● EXTRACTED ENTRIES

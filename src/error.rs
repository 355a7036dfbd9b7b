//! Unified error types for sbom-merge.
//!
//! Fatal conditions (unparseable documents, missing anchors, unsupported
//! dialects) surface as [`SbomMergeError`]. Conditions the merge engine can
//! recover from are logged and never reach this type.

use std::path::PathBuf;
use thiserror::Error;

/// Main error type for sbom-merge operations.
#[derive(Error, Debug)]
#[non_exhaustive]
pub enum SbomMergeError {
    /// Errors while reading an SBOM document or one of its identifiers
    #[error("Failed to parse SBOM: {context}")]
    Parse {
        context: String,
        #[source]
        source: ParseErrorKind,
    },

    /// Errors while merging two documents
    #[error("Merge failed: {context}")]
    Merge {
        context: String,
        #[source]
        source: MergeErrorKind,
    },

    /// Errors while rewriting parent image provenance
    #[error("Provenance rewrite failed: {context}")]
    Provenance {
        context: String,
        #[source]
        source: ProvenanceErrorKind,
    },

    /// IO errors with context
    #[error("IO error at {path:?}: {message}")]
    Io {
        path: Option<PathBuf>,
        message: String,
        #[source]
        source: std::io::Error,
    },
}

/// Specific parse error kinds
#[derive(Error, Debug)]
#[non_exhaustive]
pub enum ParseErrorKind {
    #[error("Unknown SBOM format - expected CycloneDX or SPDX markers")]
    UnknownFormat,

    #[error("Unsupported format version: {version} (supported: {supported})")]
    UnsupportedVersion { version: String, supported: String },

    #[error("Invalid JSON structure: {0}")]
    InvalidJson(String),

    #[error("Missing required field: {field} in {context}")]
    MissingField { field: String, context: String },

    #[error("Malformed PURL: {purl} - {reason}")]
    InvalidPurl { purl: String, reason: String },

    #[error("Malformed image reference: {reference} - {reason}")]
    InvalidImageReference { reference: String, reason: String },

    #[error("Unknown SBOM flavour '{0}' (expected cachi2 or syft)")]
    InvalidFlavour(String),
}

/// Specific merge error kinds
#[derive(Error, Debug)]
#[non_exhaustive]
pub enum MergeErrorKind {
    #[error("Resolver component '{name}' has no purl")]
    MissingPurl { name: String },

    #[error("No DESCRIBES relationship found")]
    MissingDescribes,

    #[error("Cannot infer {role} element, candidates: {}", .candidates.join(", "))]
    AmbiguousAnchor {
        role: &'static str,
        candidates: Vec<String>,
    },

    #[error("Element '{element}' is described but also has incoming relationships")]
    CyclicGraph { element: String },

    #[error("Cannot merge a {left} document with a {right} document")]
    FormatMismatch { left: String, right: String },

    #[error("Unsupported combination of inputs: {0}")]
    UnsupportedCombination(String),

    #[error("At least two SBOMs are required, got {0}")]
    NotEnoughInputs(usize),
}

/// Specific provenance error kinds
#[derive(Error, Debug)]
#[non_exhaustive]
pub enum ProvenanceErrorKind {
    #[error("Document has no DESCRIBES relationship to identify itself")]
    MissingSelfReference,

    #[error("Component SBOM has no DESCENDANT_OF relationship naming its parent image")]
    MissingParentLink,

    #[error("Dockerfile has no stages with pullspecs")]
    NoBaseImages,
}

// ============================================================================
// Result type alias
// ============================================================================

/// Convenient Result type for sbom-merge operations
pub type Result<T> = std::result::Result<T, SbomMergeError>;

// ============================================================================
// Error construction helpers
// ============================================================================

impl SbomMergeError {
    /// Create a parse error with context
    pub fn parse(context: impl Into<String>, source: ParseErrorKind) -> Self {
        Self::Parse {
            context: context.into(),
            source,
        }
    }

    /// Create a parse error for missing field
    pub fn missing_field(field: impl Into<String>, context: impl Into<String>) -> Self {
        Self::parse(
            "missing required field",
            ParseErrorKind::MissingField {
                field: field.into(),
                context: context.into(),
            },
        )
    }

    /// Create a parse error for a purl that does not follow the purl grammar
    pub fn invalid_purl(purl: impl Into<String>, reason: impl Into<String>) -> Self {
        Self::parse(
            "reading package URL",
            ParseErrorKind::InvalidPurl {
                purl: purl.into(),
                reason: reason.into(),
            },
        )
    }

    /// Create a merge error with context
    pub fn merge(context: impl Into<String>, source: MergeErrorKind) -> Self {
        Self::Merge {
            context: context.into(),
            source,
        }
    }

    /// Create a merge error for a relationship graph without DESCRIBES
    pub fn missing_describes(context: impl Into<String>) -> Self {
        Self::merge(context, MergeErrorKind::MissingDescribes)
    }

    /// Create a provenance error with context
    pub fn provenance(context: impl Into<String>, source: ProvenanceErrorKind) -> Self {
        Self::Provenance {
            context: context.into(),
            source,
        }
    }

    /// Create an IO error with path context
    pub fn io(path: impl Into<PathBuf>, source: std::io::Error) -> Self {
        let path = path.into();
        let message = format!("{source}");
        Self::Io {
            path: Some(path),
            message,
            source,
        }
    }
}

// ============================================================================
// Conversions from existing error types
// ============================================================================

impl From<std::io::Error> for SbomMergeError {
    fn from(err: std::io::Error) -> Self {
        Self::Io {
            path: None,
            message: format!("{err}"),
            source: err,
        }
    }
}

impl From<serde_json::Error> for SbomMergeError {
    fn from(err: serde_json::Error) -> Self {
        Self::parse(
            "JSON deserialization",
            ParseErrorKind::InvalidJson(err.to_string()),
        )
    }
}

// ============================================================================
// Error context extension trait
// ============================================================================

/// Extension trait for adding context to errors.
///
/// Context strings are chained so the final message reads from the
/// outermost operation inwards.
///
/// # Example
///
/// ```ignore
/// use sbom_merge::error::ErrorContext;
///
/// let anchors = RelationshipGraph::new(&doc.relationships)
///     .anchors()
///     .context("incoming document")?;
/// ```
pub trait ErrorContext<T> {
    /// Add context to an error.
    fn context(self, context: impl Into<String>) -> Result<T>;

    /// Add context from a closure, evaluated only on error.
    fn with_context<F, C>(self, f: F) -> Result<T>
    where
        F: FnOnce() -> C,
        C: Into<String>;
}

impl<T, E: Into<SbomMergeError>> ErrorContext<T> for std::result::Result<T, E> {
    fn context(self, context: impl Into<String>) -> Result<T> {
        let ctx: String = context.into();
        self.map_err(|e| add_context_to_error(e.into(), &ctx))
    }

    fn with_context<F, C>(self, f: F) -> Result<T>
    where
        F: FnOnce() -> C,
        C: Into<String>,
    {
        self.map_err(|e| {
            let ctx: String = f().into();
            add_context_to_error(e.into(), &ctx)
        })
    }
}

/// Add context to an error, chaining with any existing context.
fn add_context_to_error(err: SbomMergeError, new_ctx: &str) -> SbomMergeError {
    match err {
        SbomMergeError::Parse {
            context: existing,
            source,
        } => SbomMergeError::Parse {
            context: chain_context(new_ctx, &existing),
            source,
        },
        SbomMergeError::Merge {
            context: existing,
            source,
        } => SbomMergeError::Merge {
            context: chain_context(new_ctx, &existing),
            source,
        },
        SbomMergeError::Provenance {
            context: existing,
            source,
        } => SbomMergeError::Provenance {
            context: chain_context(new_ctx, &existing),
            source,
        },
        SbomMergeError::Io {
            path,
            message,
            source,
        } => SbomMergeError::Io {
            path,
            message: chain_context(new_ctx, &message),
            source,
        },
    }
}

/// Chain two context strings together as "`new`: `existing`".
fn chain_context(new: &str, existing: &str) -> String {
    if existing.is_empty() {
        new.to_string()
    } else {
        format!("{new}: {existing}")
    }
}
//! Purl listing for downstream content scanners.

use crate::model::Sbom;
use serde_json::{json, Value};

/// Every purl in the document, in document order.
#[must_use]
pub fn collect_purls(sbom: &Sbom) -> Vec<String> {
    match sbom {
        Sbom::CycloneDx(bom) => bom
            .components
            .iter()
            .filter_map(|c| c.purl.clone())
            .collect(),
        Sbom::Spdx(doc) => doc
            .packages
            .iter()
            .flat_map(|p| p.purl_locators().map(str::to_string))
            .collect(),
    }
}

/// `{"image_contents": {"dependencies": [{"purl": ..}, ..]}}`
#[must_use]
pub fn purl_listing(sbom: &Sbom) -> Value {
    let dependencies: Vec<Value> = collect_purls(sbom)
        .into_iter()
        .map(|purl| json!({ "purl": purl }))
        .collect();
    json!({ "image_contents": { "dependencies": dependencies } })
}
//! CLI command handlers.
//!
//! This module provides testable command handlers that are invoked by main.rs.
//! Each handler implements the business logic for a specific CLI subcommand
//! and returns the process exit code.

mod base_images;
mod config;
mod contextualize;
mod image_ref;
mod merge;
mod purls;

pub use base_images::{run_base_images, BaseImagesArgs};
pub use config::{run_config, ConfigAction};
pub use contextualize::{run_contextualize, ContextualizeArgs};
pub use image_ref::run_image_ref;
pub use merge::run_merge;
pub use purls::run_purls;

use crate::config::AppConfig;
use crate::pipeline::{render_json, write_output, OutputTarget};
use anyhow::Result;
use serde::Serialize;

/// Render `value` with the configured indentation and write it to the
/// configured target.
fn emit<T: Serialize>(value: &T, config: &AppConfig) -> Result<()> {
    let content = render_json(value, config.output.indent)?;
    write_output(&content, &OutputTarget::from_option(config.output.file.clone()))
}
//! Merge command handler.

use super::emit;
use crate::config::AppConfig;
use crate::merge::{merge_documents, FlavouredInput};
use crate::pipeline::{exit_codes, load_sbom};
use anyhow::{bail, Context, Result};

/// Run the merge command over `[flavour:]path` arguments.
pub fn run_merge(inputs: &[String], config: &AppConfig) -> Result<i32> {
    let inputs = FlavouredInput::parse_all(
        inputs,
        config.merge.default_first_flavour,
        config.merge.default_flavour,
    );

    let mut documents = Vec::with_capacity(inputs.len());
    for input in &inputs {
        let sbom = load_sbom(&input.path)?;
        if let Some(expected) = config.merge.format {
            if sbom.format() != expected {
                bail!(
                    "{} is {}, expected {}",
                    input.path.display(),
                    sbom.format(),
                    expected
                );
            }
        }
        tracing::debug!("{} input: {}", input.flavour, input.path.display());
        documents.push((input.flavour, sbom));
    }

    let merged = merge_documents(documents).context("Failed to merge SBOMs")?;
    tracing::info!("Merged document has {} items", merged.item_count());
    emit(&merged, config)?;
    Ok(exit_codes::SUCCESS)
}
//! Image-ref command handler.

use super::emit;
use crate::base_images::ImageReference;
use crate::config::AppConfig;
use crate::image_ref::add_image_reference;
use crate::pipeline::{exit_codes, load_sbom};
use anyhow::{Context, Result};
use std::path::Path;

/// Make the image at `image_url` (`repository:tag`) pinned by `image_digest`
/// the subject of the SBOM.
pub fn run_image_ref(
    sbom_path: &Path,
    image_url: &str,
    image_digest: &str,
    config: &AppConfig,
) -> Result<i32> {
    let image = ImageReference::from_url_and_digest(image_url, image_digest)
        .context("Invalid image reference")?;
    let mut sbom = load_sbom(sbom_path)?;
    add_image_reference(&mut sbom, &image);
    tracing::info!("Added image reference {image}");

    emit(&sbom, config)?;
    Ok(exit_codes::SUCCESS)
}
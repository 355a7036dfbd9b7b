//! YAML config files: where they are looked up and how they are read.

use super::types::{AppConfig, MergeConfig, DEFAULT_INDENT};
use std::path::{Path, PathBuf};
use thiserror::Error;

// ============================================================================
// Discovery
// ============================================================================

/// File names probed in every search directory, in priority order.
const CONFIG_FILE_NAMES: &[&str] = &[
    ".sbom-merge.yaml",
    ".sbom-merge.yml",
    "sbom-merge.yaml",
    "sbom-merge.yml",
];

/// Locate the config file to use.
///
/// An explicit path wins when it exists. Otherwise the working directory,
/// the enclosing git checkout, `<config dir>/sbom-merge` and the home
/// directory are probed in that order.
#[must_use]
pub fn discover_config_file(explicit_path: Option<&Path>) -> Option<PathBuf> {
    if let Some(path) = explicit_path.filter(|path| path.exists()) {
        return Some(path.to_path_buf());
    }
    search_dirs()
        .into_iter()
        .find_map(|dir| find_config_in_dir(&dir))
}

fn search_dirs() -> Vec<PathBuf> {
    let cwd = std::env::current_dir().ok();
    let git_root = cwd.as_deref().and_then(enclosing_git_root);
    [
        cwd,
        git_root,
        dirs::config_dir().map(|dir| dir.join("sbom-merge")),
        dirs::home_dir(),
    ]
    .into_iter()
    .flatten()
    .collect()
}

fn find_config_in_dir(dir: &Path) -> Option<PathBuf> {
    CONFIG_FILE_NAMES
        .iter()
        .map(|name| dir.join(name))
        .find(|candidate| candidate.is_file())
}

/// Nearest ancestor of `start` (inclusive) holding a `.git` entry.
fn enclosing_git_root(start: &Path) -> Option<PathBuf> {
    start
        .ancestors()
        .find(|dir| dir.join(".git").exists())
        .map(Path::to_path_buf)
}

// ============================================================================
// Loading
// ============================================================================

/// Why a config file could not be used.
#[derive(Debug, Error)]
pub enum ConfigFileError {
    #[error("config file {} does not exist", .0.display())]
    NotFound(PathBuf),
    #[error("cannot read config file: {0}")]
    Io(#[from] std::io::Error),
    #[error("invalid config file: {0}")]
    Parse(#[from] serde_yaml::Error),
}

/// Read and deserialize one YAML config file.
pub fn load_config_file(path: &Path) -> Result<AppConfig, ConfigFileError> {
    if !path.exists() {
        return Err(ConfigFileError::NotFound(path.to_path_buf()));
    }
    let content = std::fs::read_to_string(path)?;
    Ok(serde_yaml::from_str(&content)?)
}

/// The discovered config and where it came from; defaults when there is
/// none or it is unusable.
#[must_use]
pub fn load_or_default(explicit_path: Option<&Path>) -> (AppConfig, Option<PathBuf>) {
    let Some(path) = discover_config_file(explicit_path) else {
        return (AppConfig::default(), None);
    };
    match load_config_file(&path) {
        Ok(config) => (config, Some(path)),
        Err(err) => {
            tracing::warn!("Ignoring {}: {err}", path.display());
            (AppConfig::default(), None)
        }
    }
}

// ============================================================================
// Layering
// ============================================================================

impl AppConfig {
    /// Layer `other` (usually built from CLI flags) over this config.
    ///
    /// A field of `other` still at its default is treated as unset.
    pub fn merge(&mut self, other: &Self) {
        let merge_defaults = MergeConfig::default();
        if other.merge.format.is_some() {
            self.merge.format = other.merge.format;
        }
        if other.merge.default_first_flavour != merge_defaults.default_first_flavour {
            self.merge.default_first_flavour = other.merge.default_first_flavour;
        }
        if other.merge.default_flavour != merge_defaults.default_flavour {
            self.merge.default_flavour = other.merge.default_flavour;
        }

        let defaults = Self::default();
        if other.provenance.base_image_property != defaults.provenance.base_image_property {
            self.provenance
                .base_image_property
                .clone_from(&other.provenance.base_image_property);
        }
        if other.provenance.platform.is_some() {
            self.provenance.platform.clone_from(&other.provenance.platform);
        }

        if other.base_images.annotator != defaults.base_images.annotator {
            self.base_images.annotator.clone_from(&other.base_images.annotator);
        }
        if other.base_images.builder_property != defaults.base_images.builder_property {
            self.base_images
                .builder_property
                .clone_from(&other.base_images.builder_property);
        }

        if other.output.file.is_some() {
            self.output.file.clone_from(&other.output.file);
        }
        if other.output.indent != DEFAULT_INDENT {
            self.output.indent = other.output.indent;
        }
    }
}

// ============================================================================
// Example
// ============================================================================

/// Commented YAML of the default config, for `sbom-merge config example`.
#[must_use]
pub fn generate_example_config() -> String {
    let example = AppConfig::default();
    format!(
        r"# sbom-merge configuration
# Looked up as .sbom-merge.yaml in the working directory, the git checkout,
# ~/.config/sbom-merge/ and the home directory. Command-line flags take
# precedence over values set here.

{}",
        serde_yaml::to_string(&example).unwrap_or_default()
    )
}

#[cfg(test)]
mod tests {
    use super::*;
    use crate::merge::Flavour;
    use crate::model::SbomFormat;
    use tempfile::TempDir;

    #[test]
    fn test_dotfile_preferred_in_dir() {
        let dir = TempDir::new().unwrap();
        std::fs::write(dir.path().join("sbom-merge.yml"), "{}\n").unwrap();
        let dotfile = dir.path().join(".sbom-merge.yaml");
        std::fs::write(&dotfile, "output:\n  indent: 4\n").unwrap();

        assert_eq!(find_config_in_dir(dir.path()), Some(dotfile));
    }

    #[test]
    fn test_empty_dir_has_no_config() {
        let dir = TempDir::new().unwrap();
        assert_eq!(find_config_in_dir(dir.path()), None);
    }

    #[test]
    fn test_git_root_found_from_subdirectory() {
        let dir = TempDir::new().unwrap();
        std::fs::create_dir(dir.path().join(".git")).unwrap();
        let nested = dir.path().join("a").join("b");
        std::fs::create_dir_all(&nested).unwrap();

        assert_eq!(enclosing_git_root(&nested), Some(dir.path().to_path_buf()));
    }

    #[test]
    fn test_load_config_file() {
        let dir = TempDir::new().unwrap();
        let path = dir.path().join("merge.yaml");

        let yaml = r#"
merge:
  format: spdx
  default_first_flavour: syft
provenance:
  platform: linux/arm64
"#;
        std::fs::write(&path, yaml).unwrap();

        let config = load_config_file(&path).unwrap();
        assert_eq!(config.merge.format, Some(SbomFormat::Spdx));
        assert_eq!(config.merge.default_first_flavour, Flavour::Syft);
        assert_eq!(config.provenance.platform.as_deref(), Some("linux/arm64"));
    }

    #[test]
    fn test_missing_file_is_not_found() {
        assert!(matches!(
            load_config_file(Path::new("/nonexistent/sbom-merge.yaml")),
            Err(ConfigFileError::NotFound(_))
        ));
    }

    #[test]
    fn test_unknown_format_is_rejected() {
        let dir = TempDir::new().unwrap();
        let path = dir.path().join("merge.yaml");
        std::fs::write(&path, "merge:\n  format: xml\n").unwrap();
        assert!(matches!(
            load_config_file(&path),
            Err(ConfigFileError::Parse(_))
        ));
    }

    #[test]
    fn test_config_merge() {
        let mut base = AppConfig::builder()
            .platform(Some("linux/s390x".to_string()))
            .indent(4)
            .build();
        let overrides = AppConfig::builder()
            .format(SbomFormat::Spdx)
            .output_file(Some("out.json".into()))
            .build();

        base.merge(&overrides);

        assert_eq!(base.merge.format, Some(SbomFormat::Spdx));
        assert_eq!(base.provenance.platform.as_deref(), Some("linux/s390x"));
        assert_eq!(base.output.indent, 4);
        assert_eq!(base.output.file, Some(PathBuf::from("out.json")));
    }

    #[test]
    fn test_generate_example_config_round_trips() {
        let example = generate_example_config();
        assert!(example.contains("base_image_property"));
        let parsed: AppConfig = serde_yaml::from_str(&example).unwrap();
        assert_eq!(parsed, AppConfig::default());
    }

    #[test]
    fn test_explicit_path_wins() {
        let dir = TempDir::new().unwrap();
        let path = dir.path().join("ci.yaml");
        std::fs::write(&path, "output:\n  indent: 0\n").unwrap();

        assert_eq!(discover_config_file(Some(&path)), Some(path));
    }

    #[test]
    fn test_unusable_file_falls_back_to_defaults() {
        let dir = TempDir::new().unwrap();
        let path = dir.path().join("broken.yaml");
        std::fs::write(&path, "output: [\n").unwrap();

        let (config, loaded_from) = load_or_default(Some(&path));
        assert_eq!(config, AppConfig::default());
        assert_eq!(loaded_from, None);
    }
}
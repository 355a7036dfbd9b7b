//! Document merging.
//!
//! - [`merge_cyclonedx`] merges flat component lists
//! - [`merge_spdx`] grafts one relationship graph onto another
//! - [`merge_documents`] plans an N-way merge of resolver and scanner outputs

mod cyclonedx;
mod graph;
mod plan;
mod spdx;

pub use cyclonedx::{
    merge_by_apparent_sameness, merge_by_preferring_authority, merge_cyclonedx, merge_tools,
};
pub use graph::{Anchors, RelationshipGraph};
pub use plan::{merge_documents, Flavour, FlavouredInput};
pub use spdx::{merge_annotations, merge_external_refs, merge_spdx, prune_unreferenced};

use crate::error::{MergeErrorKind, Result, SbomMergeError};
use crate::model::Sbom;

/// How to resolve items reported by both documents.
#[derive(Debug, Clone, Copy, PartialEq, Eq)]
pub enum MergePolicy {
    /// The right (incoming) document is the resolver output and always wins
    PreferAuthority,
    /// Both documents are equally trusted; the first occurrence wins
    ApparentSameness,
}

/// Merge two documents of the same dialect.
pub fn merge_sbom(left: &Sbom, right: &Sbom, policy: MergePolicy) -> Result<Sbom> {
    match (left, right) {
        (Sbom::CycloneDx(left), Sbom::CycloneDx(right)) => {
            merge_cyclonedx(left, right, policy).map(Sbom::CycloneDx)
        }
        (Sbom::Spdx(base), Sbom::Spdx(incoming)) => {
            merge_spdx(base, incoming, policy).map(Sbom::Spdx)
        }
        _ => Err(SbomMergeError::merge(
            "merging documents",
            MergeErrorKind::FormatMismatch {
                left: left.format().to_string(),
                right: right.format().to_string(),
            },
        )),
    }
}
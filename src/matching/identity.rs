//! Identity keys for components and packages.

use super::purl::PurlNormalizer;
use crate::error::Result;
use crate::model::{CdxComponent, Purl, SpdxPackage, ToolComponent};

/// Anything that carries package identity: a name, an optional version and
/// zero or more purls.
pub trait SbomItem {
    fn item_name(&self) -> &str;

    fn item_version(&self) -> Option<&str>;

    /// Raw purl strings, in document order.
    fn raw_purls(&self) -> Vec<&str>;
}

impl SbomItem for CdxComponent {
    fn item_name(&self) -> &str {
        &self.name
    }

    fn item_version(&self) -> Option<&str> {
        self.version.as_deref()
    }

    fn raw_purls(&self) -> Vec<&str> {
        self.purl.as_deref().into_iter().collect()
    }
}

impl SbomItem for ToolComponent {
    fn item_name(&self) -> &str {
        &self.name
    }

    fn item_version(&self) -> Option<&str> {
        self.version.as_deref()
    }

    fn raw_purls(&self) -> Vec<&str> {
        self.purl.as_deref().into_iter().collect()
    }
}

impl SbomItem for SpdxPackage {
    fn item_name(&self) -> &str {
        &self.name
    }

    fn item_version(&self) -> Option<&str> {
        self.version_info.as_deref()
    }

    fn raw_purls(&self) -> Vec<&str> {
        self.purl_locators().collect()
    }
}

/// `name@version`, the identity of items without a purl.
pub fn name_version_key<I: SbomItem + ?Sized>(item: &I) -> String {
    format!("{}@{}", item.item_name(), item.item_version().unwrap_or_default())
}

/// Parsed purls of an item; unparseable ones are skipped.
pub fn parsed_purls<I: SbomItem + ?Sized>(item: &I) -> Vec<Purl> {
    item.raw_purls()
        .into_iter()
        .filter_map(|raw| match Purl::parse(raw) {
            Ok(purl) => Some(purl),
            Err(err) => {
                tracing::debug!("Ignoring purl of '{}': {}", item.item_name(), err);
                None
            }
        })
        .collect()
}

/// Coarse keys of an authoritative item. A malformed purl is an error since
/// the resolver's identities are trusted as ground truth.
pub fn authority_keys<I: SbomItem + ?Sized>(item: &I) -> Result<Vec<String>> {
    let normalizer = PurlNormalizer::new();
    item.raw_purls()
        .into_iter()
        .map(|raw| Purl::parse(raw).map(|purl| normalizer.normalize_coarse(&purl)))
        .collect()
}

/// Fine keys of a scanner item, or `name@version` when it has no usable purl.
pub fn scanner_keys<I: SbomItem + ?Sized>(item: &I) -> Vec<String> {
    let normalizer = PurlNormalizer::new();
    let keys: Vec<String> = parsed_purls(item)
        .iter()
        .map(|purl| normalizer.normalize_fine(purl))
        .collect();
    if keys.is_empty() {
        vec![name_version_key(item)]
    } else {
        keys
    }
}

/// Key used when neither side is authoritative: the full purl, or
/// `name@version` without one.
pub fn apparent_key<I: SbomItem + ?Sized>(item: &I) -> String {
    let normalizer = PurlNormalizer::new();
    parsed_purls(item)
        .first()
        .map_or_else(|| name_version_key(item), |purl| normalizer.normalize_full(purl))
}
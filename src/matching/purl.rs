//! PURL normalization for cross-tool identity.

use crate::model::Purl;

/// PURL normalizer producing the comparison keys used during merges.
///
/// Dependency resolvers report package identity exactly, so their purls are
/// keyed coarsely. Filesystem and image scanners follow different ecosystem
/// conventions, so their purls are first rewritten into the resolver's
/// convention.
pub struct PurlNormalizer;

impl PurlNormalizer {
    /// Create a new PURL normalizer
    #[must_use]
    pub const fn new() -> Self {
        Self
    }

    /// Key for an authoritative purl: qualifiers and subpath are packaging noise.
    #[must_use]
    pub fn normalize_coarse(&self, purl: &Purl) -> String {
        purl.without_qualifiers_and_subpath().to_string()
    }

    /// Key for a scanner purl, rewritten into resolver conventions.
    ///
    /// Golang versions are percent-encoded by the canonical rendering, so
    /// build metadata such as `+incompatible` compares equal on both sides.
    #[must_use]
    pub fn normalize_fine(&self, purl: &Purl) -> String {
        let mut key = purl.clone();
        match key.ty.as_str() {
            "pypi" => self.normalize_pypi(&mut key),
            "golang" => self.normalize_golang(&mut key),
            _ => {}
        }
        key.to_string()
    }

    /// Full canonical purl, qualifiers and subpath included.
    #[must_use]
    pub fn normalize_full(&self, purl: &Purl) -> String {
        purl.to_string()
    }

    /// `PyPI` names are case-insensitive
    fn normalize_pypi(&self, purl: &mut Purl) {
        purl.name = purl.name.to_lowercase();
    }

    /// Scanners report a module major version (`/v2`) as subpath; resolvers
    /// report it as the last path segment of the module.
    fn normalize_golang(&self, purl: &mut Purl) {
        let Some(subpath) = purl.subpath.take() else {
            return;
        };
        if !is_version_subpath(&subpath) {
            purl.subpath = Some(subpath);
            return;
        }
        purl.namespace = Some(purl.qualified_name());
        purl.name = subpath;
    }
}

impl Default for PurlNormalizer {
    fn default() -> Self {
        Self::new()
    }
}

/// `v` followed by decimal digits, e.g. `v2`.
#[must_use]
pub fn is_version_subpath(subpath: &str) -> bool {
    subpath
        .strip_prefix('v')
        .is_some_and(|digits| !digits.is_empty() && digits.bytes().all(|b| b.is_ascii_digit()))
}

● PROBLEM TO SOLVE
The answer should be an exact copy of the lines from the one containing "pub fn is_version_subpath(subpath: &str)" through the last line of the entries, both included.

● RESULT
pub fn is_version_subpath(subpath: &str) -> bool {
    subpath
        .strip_prefix('v')
        .is_some_and(|digits| !digits.is_empty() && digits.bytes().all(|b| b.is_ascii_digit()))
}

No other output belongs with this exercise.